According to the couple’s daughter, Mary Margaret Davis, the Blairsville woman had said she was quitting vaping and throwing away her e-cigarettes. Her husband, Dr. Kevin Davis had replied, “Good, Mary. There are some things that are precious, like your vision and your breath and you just can’t hurt those things.”
Mary Margaret Davis wrote about her mother’s death in an article, “Breath is Precious: The Vaping Disease Killed My Mother,” published in Pepperdine University’s Graphic. The young woman said having her mother decide to throw away her e-cigs and stop vaping was groundbreaking because her mother had always believed vaping was a safe alternative to smoking. “Despite recent protests from loved ones, she was adamant for years that it was far healthier than her cigarette habit,” Mary Margaret Davis wrote.
An article at: www.Healthhline.com says many people assume vaping aerosol is as harmless as water vapor, but it has fine particles which contain toxic chemicals. Many are linked to cancer, along with respiratory and heart diseases.
Alex Gilpin, Community Health Educator for the Clay County Health Department said too many people think that. “These are not a safe alternative to smoking,” she said. “Remember, it is not a water vapor cloud; it is a chemical, aerosol cloud with not a drop of water in the ingredients.”
Vaping, also known as Juuling, started more than a decade ago and has become popular, especially among young people. Vaping uses an electronic cigarette, called an e-cigarette or e-cig, which looks like something a cyborg may smoke. Juuling is a small vaping device which fits into one’s palm and resembles a computer jump drive; therefore, it is easily hidden or disguised, making it more popular among middle and high school students.
Gilpin is concerned about the number of young people vaping. “E-cigs, vapes, Juul use are at epidemic levels nationwide. Unfortunately, Clay County is not excluded,” she said. Gilpin has educated Hayesville students several times and she wants them to know the dangers despite the fact the products are often marketed to young people through comic strips, special flavors and bright colors.
“With high rates of youth using Juul, we need to be concerned about not only the lung damage that can occur, but also the addictive nature of nicotine,” she explained. “The average brain is not fully developed until the age of 25. If our youth are using Juul, they are potentially rewiring their brains around a nicotine addiction. A major concern is the amount of nicotine a Juul pod contains which is equivalent to one pack of cigarettes. Although, I recently attended an E-Cig summit and research is now saying that each pod is equivalent to as much as two packs of cigarettes.”

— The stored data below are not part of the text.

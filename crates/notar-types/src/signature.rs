use std::fmt;
use std::str::FromStr;

use serde::{Deserialize, Deserializer, Serialize, Serializer};

use crate::error::{decode_base58_array, TypeError};

/// Signature of a ledger transaction.
///
/// The first signature of a transaction is its durable identifier: it is
/// computed locally at signing time and echoed back by the network when the
/// transaction is accepted. Text form is base58.
#[derive(Clone, Copy, PartialEq, Eq, Hash)]
pub struct TxSignature([u8; 64]);

impl TxSignature {
    /// Length of a signature in bytes.
    pub const LEN: usize = 64;

    pub const fn from_bytes(bytes: [u8; 64]) -> Self {
        Self(bytes)
    }

    pub fn as_bytes(&self) -> &[u8; 64] {
        &self.0
    }

    pub fn to_base58(&self) -> String {
        bs58::encode(self.0).into_string()
    }

    pub fn from_base58(s: &str) -> Result<Self, TypeError> {
        decode_base58_array(s.trim()).map(Self)
    }
}

impl fmt::Debug for TxSignature {
    fn fmt(&self, f: &mut fmt::Formatter<'_>) -> fmt::Result {
        let s = self.to_base58();
        write!(f, "TxSignature({}...)", &s[..s.len().min(12)])
    }
}

impl fmt::Display for TxSignature {
    fn fmt(&self, f: &mut fmt::Formatter<'_>) -> fmt::Result {
        write!(f, "{}", self.to_base58())
    }
}

impl FromStr for TxSignature {
    type Err = TypeError;

    fn from_str(s: &str) -> Result<Self, Self::Err> {
        Self::from_base58(s)
    }
}

impl Serialize for TxSignature {
    fn serialize<S: Serializer>(&self, serializer: S) -> Result<S::Ok, S::Error> {
        serializer.collect_str(self)
    }
}

impl<'de> Deserialize<'de> for TxSignature {
    fn deserialize<D: Deserializer<'de>>(deserializer: D) -> Result<Self, D::Error> {
        let s = String::deserialize(deserializer)?;
        Self::from_base58(&s).map_err(serde::de::Error::custom)
    }
}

In addition to regular vaping, Mary Kerrie Davis had bought THC to vape in late 2018 while in California where marijuana is legal. Unbeknownst to her family, she continued buying it illegally in Georgia, according to her daughter's story. Non-regulated substances are often even more dangerous.

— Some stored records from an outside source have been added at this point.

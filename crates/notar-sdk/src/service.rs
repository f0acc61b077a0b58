use std::collections::HashMap;
use std::io::Read;
use std::sync::{Arc, Mutex, PoisonError};
use std::time::Duration;

use chrono::{DateTime, Utc};
use notar_anchor::{
    AnchorRequest, BalanceEnsurer, BalanceOutcome, Clock, Deadline, FundingPolicy, RetryPolicy,
    SystemClock, TransactionAnchorer,
};
use notar_crypto::{DigestComputer, Signer, WalletKeyStore};
use notar_index::{CertificateIndex, CertificateRecord, FileCertificateIndex, InMemoryCertificateIndex};
use notar_ledger::{LedgerClient, RpcLedgerClient, SubmitOptions};
use notar_types::{Address, Digest, Lamports, TxSignature};
use serde::{Deserialize, Serialize};
use tracing::{debug, info, warn};

use crate::config::{IndexConfig, NotarConfig};
use crate::error::{ServiceError, ServiceResult};

/// What to do when a top-up was requested but never showed up.
#[derive(Clone, Copy, Debug, Default, PartialEq, Eq, Serialize, Deserialize)]
#[serde(rename_all = "lowercase")]
pub enum UnfundedPolicy {
    /// Fail the issuance without submitting.
    #[default]
    Abort,
    /// Submit anyway and let the ledger decide.
    Proceed,
}

/// Parameters of one issuance.
#[derive(Clone, Debug, PartialEq, Eq)]
pub struct IssueOptions {
    pub owner: String,
    pub remarks: Option<String>,
    /// Upper bound on the whole issuance, checked between steps.
    pub timeout: Option<Duration>,
}

impl IssueOptions {
    pub fn new(owner: impl Into<String>) -> Self {
        Self {
            owner: owner.into(),
            remarks: None,
            timeout: None,
        }
    }

    pub fn with_remarks(mut self, remarks: impl Into<String>) -> Self {
        self.remarks = Some(remarks.into());
        self
    }

    pub fn with_timeout(mut self, timeout: Duration) -> Self {
        self.timeout = Some(timeout);
        self
    }
}

/// Answer to "was this artifact anchored?".
#[derive(Clone, Debug, PartialEq, Eq, Serialize, Deserialize)]
#[serde(tag = "status")]
pub enum VerificationResult {
    #[serde(rename = "valid")]
    Valid {
        digest: Digest,
        owner: String,
        signature: Option<TxSignature>,
        issued_at: DateTime<Utc>,
    },
    #[serde(rename = "not found")]
    NotFound { digest: Digest },
}

impl VerificationResult {
    pub fn status(&self) -> &'static str {
        match self {
            Self::Valid { .. } => "valid",
            Self::NotFound { .. } => "not found",
        }
    }

    pub fn is_valid(&self) -> bool {
        matches!(self, Self::Valid { .. })
    }

    pub fn digest(&self) -> &Digest {
        match self {
            Self::Valid { digest, .. } | Self::NotFound { digest } => digest,
        }
    }
}

impl From<CertificateRecord> for VerificationResult {
    fn from(record: CertificateRecord) -> Self {
        Self::Valid {
            digest: record.digest,
            owner: record.owner,
            signature: record.transaction_signature,
            issued_at: record.issued_at,
        }
    }
}

/// Issues and verifies ledger-anchored certificates.
///
/// Issuance: digest the artifact, make sure the wallet can pay, submit a
/// memo transaction carrying the digest, then record the certificate. A
/// record is written only after the ledger accepted the transaction.
///
/// Concurrent issuances of the same artifact are serialized per digest; the
/// later one sees the earlier record and fails with
/// [`ServiceError::AlreadyAnchored`] instead of paying for a second
/// transaction.
pub struct AnchoringService {
    digester: DigestComputer,
    ledger: Arc<dyn LedgerClient>,
    signer: Arc<dyn Signer>,
    index: Arc<dyn CertificateIndex>,
    clock: Arc<dyn Clock>,
    ensurer: BalanceEnsurer,
    anchorer: TransactionAnchorer,
    min_balance: Lamports,
    unfunded_policy: UnfundedPolicy,
    in_flight: Mutex<HashMap<Digest, Arc<Mutex<()>>>>,
}

impl AnchoringService {
    pub fn builder(
        ledger: Arc<dyn LedgerClient>,
        signer: Arc<dyn Signer>,
        index: Arc<dyn CertificateIndex>,
    ) -> ServiceBuilder {
        ServiceBuilder::new(ledger, signer, index)
    }

    /// Wire up the RPC client, wallet and index described by `config`.
    pub fn from_config(config: &NotarConfig) -> ServiceResult<Self> {
        config.validate()?;

        let ledger = RpcLedgerClient::new(config.rpc.url.clone(), config.rpc_timeout())
            .with_commitment(config.rpc.commitment);
        let wallet = WalletKeyStore::load(&config.keypair_path)?;
        let index: Arc<dyn CertificateIndex> = match &config.index {
            IndexConfig::Memory => Arc::new(InMemoryCertificateIndex::new()),
            IndexConfig::File { path } => Arc::new(FileCertificateIndex::open(path)?),
        };
        info!(
            rpc = ledger.url(),
            commitment = ?ledger.commitment(),
            keypair = ?wallet.source(),
            "anchoring service configured"
        );

        Ok(Self::builder(Arc::new(ledger), Arc::new(wallet), index)
            .funding_policy(config.funding_policy())
            .min_balance(config.funding.min_balance)
            .submit_policy(config.submit_policy())
            .submit_options(config.submit_options())
            .unfunded_policy(config.unfunded_policy)
            .digest_chunk_size(config.digest_chunk_size)
            .build())
    }

    /// Anchor an artifact for `owner`.
    pub fn issue<R: Read>(&self, artifact: R, owner: &str) -> ServiceResult<CertificateRecord> {
        self.issue_with(artifact, IssueOptions::new(owner))
    }

    pub fn issue_with<R: Read>(
        &self,
        artifact: R,
        options: IssueOptions,
    ) -> ServiceResult<CertificateRecord> {
        if options.owner.trim().is_empty() {
            return Err(ServiceError::InvalidInput("owner must not be empty".into()));
        }
        let deadline = options
            .timeout
            .map(|t| Deadline::after(self.clock.as_ref(), t));

        let digest = self.digester.digest_reader(artifact)?;
        debug!(%digest, owner = %options.owner, "issuing certificate");

        let slot = self.claim(digest);
        let result = {
            let _held = slot.lock().unwrap_or_else(PoisonError::into_inner);
            self.issue_exclusive(digest, options, deadline.as_ref())
        };
        self.release(digest, slot);
        result
    }

    /// The issuance steps after the digest guard is held.
    fn issue_exclusive(
        &self,
        digest: Digest,
        options: IssueOptions,
        deadline: Option<&Deadline>,
    ) -> ServiceResult<CertificateRecord> {
        if self.index.contains(&digest)? {
            info!(%digest, "artifact already anchored");
            return Err(ServiceError::AlreadyAnchored { digest });
        }

        let request = AnchorRequest::new(digest, self.min_balance);
        let payer = self.signer.address();
        if let BalanceOutcome::Unconfirmed {
            last_balance,
            required,
            ..
        } = self.ensurer.ensure(&payer, request.min_balance, deadline)?
        {
            match self.unfunded_policy {
                UnfundedPolicy::Abort => {
                    return Err(ServiceError::InsufficientBalanceUnconfirmed {
                        balance: last_balance,
                        required,
                    });
                }
                UnfundedPolicy::Proceed => {
                    warn!(%payer, last_balance, required, "funding unconfirmed; submitting anyway");
                }
            }
        }

        let receipt = self.anchorer.anchor(&request, self.signer.as_ref(), deadline)?;

        let mut record =
            CertificateRecord::new(digest, options.owner).with_signature(receipt.signature);
        if let Some(remarks) = options.remarks {
            record = record.with_remarks(remarks);
        }
        self.index.insert(record.clone())?;

        info!(
            %digest,
            owner = %record.owner,
            signature = %receipt.signature,
            status = %receipt.status,
            "certificate issued"
        );
        Ok(record)
    }

    /// Check whether an artifact was anchored. Not-found is an answer, not
    /// an error.
    pub fn verify<R: Read>(&self, artifact: R) -> ServiceResult<VerificationResult> {
        let digest = self.digester.digest_reader(artifact)?;
        let result = match self.index.lookup(&digest)? {
            Some(record) => VerificationResult::from(record),
            None => VerificationResult::NotFound { digest },
        };
        debug!(%digest, status = result.status(), "verification");
        Ok(result)
    }

    pub fn lookup(&self, digest: &Digest) -> ServiceResult<Option<CertificateRecord>> {
        Ok(self.index.lookup(digest)?)
    }

    pub fn list(&self) -> ServiceResult<Vec<CertificateRecord>> {
        Ok(self.index.list()?)
    }

    pub fn list_by_owner(&self, owner: &str) -> ServiceResult<Vec<CertificateRecord>> {
        Ok(self.index.list_by_owner(owner)?)
    }

    /// The anchoring wallet's address.
    pub fn address(&self) -> Address {
        self.signer.address()
    }

    /// The anchoring wallet's current balance.
    pub fn balance(&self) -> ServiceResult<Lamports> {
        Ok(self.ledger.get_balance(&self.signer.address())?)
    }

    /// Shared guard for `digest`, created on first use.
    fn claim(&self, digest: Digest) -> Arc<Mutex<()>> {
        let mut map = self.in_flight.lock().unwrap_or_else(PoisonError::into_inner);
        Arc::clone(map.entry(digest).or_default())
    }

    /// Drop the guard entry once no other issuance holds or awaits it.
    fn release(&self, digest: Digest, slot: Arc<Mutex<()>>) {
        let mut map = self.in_flight.lock().unwrap_or_else(PoisonError::into_inner);
        // One reference in the map, one in `slot`.
        if Arc::strong_count(&slot) == 2 {
            map.remove(&digest);
        }
    }
}

impl std::fmt::Debug for AnchoringService {
    fn fmt(&self, f: &mut std::fmt::Formatter<'_>) -> std::fmt::Result {
        f.debug_struct("AnchoringService")
            .field("address", &self.signer.address())
            .field("min_balance", &self.min_balance)
            .field("unfunded_policy", &self.unfunded_policy)
            .finish_non_exhaustive()
    }
}

/// Builder for [`AnchoringService`]. Defaults match [`NotarConfig::default`].
pub struct ServiceBuilder {
    ledger: Arc<dyn LedgerClient>,
    signer: Arc<dyn Signer>,
    index: Arc<dyn CertificateIndex>,
    clock: Arc<dyn Clock>,
    funding_policy: FundingPolicy,
    submit_policy: RetryPolicy,
    submit_options: SubmitOptions,
    min_balance: Lamports,
    unfunded_policy: UnfundedPolicy,
    digest_chunk_size: usize,
}

impl ServiceBuilder {
    fn new(
        ledger: Arc<dyn LedgerClient>,
        signer: Arc<dyn Signer>,
        index: Arc<dyn CertificateIndex>,
    ) -> Self {
        let defaults = NotarConfig::default();
        Self {
            ledger,
            signer,
            index,
            clock: Arc::new(SystemClock),
            funding_policy: defaults.funding_policy(),
            submit_policy: defaults.submit_policy(),
            submit_options: defaults.submit_options(),
            min_balance: defaults.funding.min_balance,
            unfunded_policy: defaults.unfunded_policy,
            digest_chunk_size: defaults.digest_chunk_size,
        }
    }

    pub fn clock(mut self, clock: Arc<dyn Clock>) -> Self {
        self.clock = clock;
        self
    }

    pub fn funding_policy(mut self, policy: FundingPolicy) -> Self {
        self.funding_policy = policy;
        self
    }

    pub fn submit_policy(mut self, policy: RetryPolicy) -> Self {
        self.submit_policy = policy;
        self
    }

    pub fn submit_options(mut self, options: SubmitOptions) -> Self {
        self.submit_options = options;
        self
    }

    pub fn min_balance(mut self, lamports: Lamports) -> Self {
        self.min_balance = lamports;
        self
    }

    pub fn unfunded_policy(mut self, policy: UnfundedPolicy) -> Self {
        self.unfunded_policy = policy;
        self
    }

    pub fn digest_chunk_size(mut self, size: usize) -> Self {
        self.digest_chunk_size = size;
        self
    }

    pub fn build(self) -> AnchoringService {
        let ensurer = BalanceEnsurer::new(
            Arc::clone(&self.ledger),
            Arc::clone(&self.clock),
            self.funding_policy,
        );
        let anchorer = TransactionAnchorer::new(
            Arc::clone(&self.ledger),
            Arc::clone(&self.clock),
            self.submit_policy,
        )
        .with_submit_options(self.submit_options);

        AnchoringService {
            digester: DigestComputer::with_chunk_size(self.digest_chunk_size),
            ledger: self.ledger,
            signer: self.signer,
            index: self.index,
            clock: self.clock,
            ensurer,
            anchorer,
            min_balance: self.min_balance,
            unfunded_policy: self.unfunded_policy,
            in_flight: Mutex::new(HashMap::new()),
        }
    }
}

A few days before she died, the 52-year-old Davis was diagnosed with pneumonia; however, her daughter described what X-rays revealed. “X-rays revealed a white substance infiltrating her lungs, clouds as silky as the puffs of vape she would exhale. Those clouds weren’t there when she had an X-ray two days before her death; they had developed as rapidly as an unexpected thunderstorm, unleashing an onslaught of destruction on her system and ultimately killing her. Relentless. No mercy given.” She continued, “These X-rays confirmed what my family had feared; this wasn’t a simple case of pneumonia, this was the new vaping illness sweeping the nation with fury. The white substance in her lungs was one of many symptoms associated with this new disease. Just as many others had, she suffered from nausea, vomiting and diarrhea. Other symptoms reported are coughing, shortness of breath and chest pain.”

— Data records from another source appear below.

use std::fs;
use std::io::{self, ErrorKind, Write};
use std::path::{Path, PathBuf};

use notar_types::{Address, TxSignature};
use tracing::info;

use crate::error::{KeyLoadError, SignerError};
use crate::signer::{Signer, SigningKey};

/// Number of bytes in a keypair file: 32-byte seed + 32-byte public key.
pub const KEYPAIR_LEN: usize = 64;

/// Holds the anchoring wallet's key material for the life of the process.
///
/// Key material is loaded once, typically at startup, from a JSON array of
/// 64 decimal integers (seed followed by public key). The identity is never
/// reloaded or mutated afterwards; share it behind an `Arc`.
pub struct WalletKeyStore {
    key: SigningKey,
    address: Address,
    source: Option<PathBuf>,
}

impl WalletKeyStore {
    /// Load a keypair file.
    pub fn load(path: &Path) -> Result<Self, KeyLoadError> {
        let text = fs::read_to_string(path).map_err(|source| {
            if source.kind() == ErrorKind::NotFound {
                KeyLoadError::Missing(path.to_path_buf())
            } else {
                KeyLoadError::Io {
                    path: path.to_path_buf(),
                    source,
                }
            }
        })?;

        let elements: Vec<i64> =
            serde_json::from_str(&text).map_err(|e| KeyLoadError::Malformed {
                path: path.to_path_buf(),
                reason: e.to_string(),
            })?;

        let bytes = elements
            .iter()
            .enumerate()
            .map(|(index, &value)| {
                u8::try_from(value).map_err(|_| KeyLoadError::ByteOutOfRange { index, value })
            })
            .collect::<Result<Vec<u8>, _>>()?;

        let mut store = Self::from_keypair_bytes(&bytes)?;
        store.source = Some(path.to_path_buf());
        info!(address = %store.address, path = %path.display(), "wallet key loaded");
        Ok(store)
    }

    /// Build from raw keypair bytes (seed followed by public key).
    pub fn from_keypair_bytes(bytes: &[u8]) -> Result<Self, KeyLoadError> {
        if bytes.len() != KEYPAIR_LEN {
            return Err(KeyLoadError::WrongLength {
                expected: KEYPAIR_LEN,
                actual: bytes.len(),
            });
        }
        let mut seed = [0u8; 32];
        seed.copy_from_slice(&bytes[..32]);
        let key = SigningKey::from_bytes(seed);
        if key.address().as_bytes()[..] != bytes[32..] {
            return Err(KeyLoadError::PublicKeyMismatch);
        }
        Ok(Self::from_signing_key(key))
    }

    /// Wrap an existing signing key.
    pub fn from_signing_key(key: SigningKey) -> Self {
        let address = key.address();
        Self {
            key,
            address,
            source: None,
        }
    }

    /// Generate a fresh random wallet.
    pub fn generate() -> Self {
        Self::from_signing_key(SigningKey::generate())
    }

    /// Public address of the wallet.
    pub fn address(&self) -> Address {
        self.address
    }

    /// File the key was loaded from, if any.
    pub fn source(&self) -> Option<&Path> {
        self.source.as_deref()
    }

    /// Sign an arbitrary payload.
    pub fn sign(&self, message: &[u8]) -> TxSignature {
        self.key.sign(message)
    }

    /// Write the keypair in the format [`WalletKeyStore::load`] reads.
    ///
    /// Refuses to overwrite an existing file. On Unix the file is created
    /// with mode `0600`.
    pub fn write_keypair_file(&self, path: &Path) -> io::Result<()> {
        if let Some(parent) = path.parent() {
            fs::create_dir_all(parent)?;
        }
        let bytes = self.key.to_keypair_bytes();
        let json = serde_json::to_string(&bytes.to_vec()).map_err(io::Error::other)?;

        let mut options = fs::OpenOptions::new();
        options.write(true).create_new(true);
        #[cfg(unix)]
        {
            use std::os::unix::fs::OpenOptionsExt;
            options.mode(0o600);
        }
        let mut file = options.open(path)?;
        file.write_all(json.as_bytes())?;
        file.sync_all()
    }
}

impl Signer for WalletKeyStore {
    fn address(&self) -> Address {
        self.address
    }

    fn try_sign(&self, message: &[u8]) -> Result<TxSignature, SignerError> {
        Ok(self.sign(message))
    }
}

impl std::fmt::Debug for WalletKeyStore {
    fn fmt(&self, f: &mut std::fmt::Formatter<'_>) -> std::fmt::Result {
        f.debug_struct("WalletKeyStore")
            .field("address", &self.address)
            .field("source", &self.source)
            .finish_non_exhaustive()
    }
}

#[cfg(test)]
mod tests {
    use super::*;
    use crate::signer::verify_signature;

    fn keypair_json(bytes: &[u8]) -> String {
        serde_json::to_string(&bytes.to_vec()).unwrap()
    }

    #[test]
    fn load_roundtrip() {
        let dir = tempfile::tempdir().unwrap();
        let path = dir.path().join("id.json");
        let original = WalletKeyStore::generate();
        original.write_keypair_file(&path).unwrap();

        let loaded = WalletKeyStore::load(&path).unwrap();
        assert_eq!(loaded.address(), original.address());
        assert_eq!(loaded.source(), Some(path.as_path()));

        let sig = loaded.sign(b"payload");
        assert!(verify_signature(&original.address(), b"payload", &sig).is_ok());
    }

    #[test]
    fn write_refuses_to_overwrite() {
        let dir = tempfile::tempdir().unwrap();
        let path = dir.path().join("id.json");
        WalletKeyStore::generate().write_keypair_file(&path).unwrap();
        let err = WalletKeyStore::generate()
            .write_keypair_file(&path)
            .unwrap_err();
        assert_eq!(err.kind(), ErrorKind::AlreadyExists);
    }

    #[test]
    fn missing_file() {
        let dir = tempfile::tempdir().unwrap();
        let err = WalletKeyStore::load(&dir.path().join("nope.json")).unwrap_err();
        assert!(matches!(err, KeyLoadError::Missing(_)));
    }

    #[test]
    fn malformed_json() {
        let dir = tempfile::tempdir().unwrap();
        let path = dir.path().join("id.json");
        fs::write(&path, "not json").unwrap();
        assert!(matches!(
            WalletKeyStore::load(&path).unwrap_err(),
            KeyLoadError::Malformed { .. }
        ));
    }

    #[test]
    fn non_array_json_is_malformed() {
        let dir = tempfile::tempdir().unwrap();
        let path = dir.path().join("id.json");
        fs::write(&path, r#"{"secret": [1, 2, 3]}"#).unwrap();
        assert!(matches!(
            WalletKeyStore::load(&path).unwrap_err(),
            KeyLoadError::Malformed { .. }
        ));
    }

    #[test]
    fn wrong_element_count() {
        let dir = tempfile::tempdir().unwrap();
        let path = dir.path().join("id.json");
        fs::write(&path, keypair_json(&[1u8; 32])).unwrap();
        match WalletKeyStore::load(&path).unwrap_err() {
            KeyLoadError::WrongLength { expected, actual } => {
                assert_eq!(expected, 64);
                assert_eq!(actual, 32);
            }
            other => panic!("unexpected error: {other:?}"),
        }
    }

    #[test]
    fn element_out_of_range() {
        let dir = tempfile::tempdir().unwrap();
        let path = dir.path().join("id.json");
        let mut elements = vec![0i64; 64];
        elements[5] = 256;
        fs::write(&path, serde_json::to_string(&elements).unwrap()).unwrap();
        match WalletKeyStore::load(&path).unwrap_err() {
            KeyLoadError::ByteOutOfRange { index, value } => {
                assert_eq!(index, 5);
                assert_eq!(value, 256);
            }
            other => panic!("unexpected error: {other:?}"),
        }
    }

    #[test]
    fn mismatched_public_key() {
        let mut bytes = SigningKey::from_bytes([3u8; 32]).to_keypair_bytes();
        bytes[40] ^= 0xff;
        assert!(matches!(
            WalletKeyStore::from_keypair_bytes(&bytes).unwrap_err(),
            KeyLoadError::PublicKeyMismatch
        ));
    }

    #[test]
    fn debug_does_not_leak_secret() {
        let store = WalletKeyStore::from_signing_key(SigningKey::from_bytes([0xee; 32]));
        let debug = format!("{store:?}");
        assert!(!debug.contains("eeeeeeee"));
        assert!(debug.contains("address"));
    }
}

Visit the Centers for Disease Control web site at: www.CDC.gov and the screen immediately refers to lung disease outbreak and shows a chest X-ray with lung disease. It has become a national health crisis. As of Oct. 22, the CDC reported 1,604 cases of e-cigarette or vaping product use associated lung injury from 49 states (all except Alaska), the District of Columbia, and one U.S. territory. In addition, 34 deaths have been confirmed in 24 states as of Oct. 22. The latest national and state findings suggest products containing THC have played a large part in the outbreak, especially when obtained off the street or from other informal sources.